• THE PROBLEM
All lines below containing the string "while" are to be copied.
----- PROVIDED RECORDS -----
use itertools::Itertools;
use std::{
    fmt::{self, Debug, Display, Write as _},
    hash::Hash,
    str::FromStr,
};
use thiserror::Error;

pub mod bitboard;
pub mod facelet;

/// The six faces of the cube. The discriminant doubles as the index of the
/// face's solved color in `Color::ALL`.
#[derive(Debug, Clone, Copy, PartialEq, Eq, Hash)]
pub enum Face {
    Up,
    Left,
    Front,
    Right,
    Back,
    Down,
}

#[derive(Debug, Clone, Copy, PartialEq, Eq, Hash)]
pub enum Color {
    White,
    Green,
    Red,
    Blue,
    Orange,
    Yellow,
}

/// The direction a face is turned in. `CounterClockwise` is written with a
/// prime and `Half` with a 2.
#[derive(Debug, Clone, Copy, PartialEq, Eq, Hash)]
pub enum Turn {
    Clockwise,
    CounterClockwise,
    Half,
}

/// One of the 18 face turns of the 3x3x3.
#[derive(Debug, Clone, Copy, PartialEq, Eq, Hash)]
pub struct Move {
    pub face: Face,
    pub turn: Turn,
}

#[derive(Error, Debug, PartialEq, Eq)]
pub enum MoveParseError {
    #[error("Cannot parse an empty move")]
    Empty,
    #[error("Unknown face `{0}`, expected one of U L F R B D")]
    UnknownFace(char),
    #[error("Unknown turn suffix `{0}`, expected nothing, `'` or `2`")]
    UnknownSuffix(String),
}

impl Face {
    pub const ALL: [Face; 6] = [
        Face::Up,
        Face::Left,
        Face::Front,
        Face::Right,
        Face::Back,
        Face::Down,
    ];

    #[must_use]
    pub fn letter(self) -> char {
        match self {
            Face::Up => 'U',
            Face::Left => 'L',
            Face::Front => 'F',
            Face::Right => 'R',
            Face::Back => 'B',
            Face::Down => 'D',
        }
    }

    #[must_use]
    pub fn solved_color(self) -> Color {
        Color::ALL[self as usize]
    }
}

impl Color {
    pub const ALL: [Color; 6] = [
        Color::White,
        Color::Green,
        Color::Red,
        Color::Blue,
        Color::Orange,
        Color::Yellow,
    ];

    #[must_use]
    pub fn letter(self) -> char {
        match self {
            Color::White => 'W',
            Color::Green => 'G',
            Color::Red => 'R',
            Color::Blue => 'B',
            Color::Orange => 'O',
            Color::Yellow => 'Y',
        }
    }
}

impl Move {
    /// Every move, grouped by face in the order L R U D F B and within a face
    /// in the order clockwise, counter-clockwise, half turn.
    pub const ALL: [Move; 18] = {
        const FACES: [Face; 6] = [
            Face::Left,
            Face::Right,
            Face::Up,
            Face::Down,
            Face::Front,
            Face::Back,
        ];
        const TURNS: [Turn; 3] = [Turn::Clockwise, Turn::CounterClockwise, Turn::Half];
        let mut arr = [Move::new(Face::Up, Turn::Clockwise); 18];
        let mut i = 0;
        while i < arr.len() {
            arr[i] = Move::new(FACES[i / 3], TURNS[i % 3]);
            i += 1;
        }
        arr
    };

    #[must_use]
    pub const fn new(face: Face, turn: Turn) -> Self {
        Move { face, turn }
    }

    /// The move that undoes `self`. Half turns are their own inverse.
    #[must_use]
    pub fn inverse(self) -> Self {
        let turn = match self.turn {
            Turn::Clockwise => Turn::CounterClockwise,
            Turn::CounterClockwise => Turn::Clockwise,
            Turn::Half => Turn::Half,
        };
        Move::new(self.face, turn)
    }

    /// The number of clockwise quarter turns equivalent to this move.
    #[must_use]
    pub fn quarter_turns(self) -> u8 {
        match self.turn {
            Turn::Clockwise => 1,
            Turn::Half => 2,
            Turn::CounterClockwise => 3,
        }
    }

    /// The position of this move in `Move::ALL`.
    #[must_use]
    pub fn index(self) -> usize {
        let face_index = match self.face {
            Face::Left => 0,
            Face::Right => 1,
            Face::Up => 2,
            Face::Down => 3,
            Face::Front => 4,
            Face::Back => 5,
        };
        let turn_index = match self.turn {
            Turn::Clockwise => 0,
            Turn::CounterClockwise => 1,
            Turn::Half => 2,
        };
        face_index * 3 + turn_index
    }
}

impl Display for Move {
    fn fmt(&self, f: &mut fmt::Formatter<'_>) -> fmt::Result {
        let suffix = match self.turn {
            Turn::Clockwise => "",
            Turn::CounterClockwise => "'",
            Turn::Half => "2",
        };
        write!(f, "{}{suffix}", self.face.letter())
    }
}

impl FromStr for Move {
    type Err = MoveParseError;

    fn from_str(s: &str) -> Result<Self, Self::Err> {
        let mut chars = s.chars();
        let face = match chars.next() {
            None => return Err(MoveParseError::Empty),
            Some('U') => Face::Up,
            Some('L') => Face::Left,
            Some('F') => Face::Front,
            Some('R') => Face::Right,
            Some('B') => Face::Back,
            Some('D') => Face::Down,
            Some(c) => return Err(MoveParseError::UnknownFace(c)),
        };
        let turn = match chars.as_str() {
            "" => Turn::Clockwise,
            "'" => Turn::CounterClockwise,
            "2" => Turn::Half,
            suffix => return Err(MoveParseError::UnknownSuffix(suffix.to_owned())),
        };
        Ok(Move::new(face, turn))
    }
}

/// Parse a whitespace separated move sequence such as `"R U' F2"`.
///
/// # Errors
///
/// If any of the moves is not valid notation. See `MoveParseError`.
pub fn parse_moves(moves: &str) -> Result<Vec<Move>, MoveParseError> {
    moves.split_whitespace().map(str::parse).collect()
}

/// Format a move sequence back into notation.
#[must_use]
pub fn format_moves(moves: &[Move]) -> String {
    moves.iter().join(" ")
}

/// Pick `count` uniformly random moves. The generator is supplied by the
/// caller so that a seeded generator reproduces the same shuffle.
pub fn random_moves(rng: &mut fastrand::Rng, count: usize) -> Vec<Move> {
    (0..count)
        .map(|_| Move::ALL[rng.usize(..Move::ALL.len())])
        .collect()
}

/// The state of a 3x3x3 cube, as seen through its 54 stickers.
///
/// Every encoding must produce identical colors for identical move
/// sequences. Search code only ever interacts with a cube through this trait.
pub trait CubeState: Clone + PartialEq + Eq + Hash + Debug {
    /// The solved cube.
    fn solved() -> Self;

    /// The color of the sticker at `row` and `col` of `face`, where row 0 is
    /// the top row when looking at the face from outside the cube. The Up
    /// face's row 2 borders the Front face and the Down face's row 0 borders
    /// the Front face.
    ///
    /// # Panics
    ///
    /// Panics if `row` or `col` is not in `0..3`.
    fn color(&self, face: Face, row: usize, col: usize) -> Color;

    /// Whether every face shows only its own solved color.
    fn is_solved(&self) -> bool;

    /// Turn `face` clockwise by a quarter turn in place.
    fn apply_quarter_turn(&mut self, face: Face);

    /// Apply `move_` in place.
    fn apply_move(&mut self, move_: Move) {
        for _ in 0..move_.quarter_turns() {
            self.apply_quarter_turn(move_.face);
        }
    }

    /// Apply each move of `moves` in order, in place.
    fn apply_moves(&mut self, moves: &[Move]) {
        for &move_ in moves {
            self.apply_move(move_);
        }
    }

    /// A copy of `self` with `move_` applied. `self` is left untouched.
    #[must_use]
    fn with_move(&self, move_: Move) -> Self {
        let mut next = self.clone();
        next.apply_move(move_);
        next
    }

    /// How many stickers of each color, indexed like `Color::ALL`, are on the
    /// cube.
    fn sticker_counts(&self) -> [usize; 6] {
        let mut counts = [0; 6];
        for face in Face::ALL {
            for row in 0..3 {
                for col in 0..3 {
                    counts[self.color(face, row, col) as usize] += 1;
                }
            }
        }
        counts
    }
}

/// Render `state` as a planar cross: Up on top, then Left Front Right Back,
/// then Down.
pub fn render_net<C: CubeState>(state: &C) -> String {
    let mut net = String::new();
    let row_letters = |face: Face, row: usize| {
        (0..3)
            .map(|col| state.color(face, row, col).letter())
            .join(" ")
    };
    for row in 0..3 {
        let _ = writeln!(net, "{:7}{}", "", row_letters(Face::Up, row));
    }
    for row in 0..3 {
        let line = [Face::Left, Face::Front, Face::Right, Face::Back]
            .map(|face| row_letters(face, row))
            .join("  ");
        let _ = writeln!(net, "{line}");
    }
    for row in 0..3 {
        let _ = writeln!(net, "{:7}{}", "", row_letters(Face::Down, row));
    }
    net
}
-----
----- PROVIDED RECORDS -----
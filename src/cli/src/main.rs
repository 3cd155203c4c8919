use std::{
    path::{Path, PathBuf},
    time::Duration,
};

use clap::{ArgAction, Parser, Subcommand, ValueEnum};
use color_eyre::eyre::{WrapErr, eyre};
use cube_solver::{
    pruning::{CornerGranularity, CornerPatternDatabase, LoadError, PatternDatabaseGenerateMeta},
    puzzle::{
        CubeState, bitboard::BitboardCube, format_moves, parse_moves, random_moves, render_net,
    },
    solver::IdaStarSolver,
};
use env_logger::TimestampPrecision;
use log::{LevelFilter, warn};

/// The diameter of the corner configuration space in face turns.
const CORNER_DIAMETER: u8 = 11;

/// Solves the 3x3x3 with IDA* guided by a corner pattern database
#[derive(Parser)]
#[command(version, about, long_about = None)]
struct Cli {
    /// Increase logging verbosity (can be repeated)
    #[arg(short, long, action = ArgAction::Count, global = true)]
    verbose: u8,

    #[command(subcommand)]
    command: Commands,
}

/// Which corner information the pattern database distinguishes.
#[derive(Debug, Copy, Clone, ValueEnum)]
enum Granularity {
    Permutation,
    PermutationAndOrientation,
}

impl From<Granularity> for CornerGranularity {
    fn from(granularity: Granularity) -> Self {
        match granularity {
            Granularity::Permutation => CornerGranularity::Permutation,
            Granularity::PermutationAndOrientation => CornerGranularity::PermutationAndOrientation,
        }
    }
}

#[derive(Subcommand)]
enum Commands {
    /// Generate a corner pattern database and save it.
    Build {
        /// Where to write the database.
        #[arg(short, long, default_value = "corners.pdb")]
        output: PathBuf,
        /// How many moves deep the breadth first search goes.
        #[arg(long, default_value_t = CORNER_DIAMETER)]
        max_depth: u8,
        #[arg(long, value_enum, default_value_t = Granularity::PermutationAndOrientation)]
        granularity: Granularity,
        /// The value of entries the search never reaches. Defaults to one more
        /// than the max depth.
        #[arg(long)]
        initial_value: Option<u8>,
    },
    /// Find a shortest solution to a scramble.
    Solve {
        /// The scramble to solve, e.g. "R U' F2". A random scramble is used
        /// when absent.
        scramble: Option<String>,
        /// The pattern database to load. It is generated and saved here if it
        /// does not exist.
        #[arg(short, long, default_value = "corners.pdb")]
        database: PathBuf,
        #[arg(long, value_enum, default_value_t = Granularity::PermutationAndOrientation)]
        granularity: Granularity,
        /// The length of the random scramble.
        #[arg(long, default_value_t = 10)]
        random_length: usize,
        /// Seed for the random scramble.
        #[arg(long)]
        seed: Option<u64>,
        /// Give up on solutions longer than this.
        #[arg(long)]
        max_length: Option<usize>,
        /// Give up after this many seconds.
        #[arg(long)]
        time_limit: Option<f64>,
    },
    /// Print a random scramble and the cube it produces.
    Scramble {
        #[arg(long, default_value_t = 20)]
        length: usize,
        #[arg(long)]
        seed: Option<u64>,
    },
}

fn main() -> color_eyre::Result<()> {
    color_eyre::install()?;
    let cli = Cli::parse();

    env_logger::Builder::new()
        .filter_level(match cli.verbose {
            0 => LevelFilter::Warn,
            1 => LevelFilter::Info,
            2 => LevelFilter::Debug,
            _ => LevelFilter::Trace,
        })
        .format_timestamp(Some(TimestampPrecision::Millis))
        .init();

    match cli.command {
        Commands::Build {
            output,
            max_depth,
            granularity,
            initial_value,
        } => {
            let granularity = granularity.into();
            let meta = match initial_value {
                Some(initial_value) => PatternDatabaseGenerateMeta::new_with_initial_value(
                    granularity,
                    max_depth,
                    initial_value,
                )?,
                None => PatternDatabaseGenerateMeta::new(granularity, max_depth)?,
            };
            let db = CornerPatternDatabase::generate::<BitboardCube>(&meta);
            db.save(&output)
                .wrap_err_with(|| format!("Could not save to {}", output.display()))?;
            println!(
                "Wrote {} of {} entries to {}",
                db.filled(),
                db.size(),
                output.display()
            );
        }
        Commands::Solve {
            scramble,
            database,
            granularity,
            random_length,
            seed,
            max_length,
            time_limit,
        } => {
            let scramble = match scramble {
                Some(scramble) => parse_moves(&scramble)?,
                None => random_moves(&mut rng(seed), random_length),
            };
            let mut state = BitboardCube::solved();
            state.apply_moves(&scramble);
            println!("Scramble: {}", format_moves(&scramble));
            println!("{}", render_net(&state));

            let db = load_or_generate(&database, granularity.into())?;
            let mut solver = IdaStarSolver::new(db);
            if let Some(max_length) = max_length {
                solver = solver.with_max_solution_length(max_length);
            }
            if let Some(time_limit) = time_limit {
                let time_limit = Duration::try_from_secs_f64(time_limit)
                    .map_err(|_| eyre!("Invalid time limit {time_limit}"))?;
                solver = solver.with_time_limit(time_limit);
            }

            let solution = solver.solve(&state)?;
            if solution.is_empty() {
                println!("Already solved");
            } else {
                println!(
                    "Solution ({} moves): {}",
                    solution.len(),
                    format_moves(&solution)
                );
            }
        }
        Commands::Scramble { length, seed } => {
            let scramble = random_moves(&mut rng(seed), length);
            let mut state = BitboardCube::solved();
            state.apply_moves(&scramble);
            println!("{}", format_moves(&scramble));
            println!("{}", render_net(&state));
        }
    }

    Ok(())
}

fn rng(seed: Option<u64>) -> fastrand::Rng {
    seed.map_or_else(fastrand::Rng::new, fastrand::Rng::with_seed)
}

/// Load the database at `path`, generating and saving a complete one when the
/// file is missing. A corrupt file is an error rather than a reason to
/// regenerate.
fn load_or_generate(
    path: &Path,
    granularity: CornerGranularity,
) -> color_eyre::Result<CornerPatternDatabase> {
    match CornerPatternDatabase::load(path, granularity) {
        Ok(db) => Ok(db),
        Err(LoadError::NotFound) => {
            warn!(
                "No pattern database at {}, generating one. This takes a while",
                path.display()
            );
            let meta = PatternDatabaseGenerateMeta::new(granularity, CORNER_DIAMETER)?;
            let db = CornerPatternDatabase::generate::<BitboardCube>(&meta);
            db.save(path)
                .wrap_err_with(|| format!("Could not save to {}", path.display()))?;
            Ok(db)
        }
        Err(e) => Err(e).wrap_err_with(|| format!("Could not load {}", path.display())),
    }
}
-----
• ANSWER SECTION
        while i < arr.len() {
                "No pattern database at {}, generating one. This takes a while",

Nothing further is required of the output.